In the coming decades, karyotypic study is undoubtedly going to become an important tool of taxonomic and cytogenetic research on many groups of parasitic wasps, including chalcids. However, this investigation can be effective only if complemented by other modern approaches and techniques. For example, it should be used in combination with a thorough morphological analysis for detecting and identifying cryptic species of parasitoids (Gokhman 2018). This is especially true for the families with a relatively high variation in chromosomal characters, e.g.
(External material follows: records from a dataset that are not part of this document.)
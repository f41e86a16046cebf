//! Semantic comparison and redlining of OOXML documents.
//!
//! Three comparers share one pattern: a canonicalizer resolves every
//! indirection in the package (shared strings, style tables, relationship
//! targets, embedded images) into a position-indexed signature; an
//! LCS-based matcher aligns the two signatures; a diff engine walks the
//! aligned pair into typed change records and, on request, a markup
//! renderer expresses them in an output package — tracked revisions for
//! word documents, highlights/comments/summary artifacts for workbooks
//! and presentations.

pub mod cancel;
pub mod error;
pub mod hash;
pub mod lcs;
pub mod package;
pub mod pml;
pub mod sml;
pub mod util;
pub mod wml;
pub mod xml;

pub use cancel::CancelToken;
pub use error::{RedmarkError, Result};

pub use wml::{WmlComparer, WmlComparerSettings, WmlComparisonResult, WmlDocument};

pub use sml::{SmlComparer, SmlComparerSettings, SmlComparisonResult, SmlDocument};

pub use pml::{PmlComparer, PmlComparerSettings, PmlComparisonResult, PmlDocument};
Encyrtidae, Aphelinidae, Eurytomidae, Pteromalidae etc. (Gokhman 2015a). Since the genome size is generally correlated with the total length of chromosomes, but not necessarily with the overall karyotype structure (Gokhman et al. 2017a), a combined study can highlight hidden chromosomal rearrangements among closely related forms (see e.g. Moura et al. 2020). On the other hand, cytogenetic research of the superfamily Chalcidoidea per se will also benefit from using molecular and similar approaches, which include microdissection and chromosome painting (Gokhman et al. 2019a), immunochemical techniques (Bolsheva et al. 2012) and other applications. In turn, some of these techniques could be used to investigate fine structure of meiotic chromosomes of hybrids between closely related chalcid species (see e.g. König et al. 2019). Finally, modern efforts for genome sequencing can also be supported by cytogenetic studies of the Chalcidoidea in a number of ways – from providing direct estimates of the number of linkage groups (which equals to the n value) to the physical mapping of various DNA sequences, especially repetitive ones, using FISH (Gokhman 2009; Gokhman et al. 2017a).

Conclusion

Although a considerable amount of new data of the karyotypic study of the superfamily Chalcidoidea were collected and summarized during the last decade (see e.g. Gokhman 2015a), chromosomes of many chalcid taxa remain totally unknown. Nevertheless, conclusions based on the accumulated data already have important implications for genetics, taxonomy and phylogeny of this enormous group, as well as for its use in biological pest control (Gokhman 2015b, 2018). In turn, phylogenetic and taxonomic research provides essential information which enables better understanding of various cytogenetic phenomena occurring in the Chalcidoidea (Baur et al. 2014; Fusu 2017; Gokhman et al. 2017a; König et al. 2019), and I am sure both these trends are certainly going to continue in the observable future.

Acknowledgements

The author is grateful to many Russian and foreign colleagues for providing living material for the karyotypic study and for identifying specimens of Chalcidoidea as well as for the useful discussion. The present work was partly supported by a research grant no. 18-04-00611 from the Russian Foundation for Basic Research.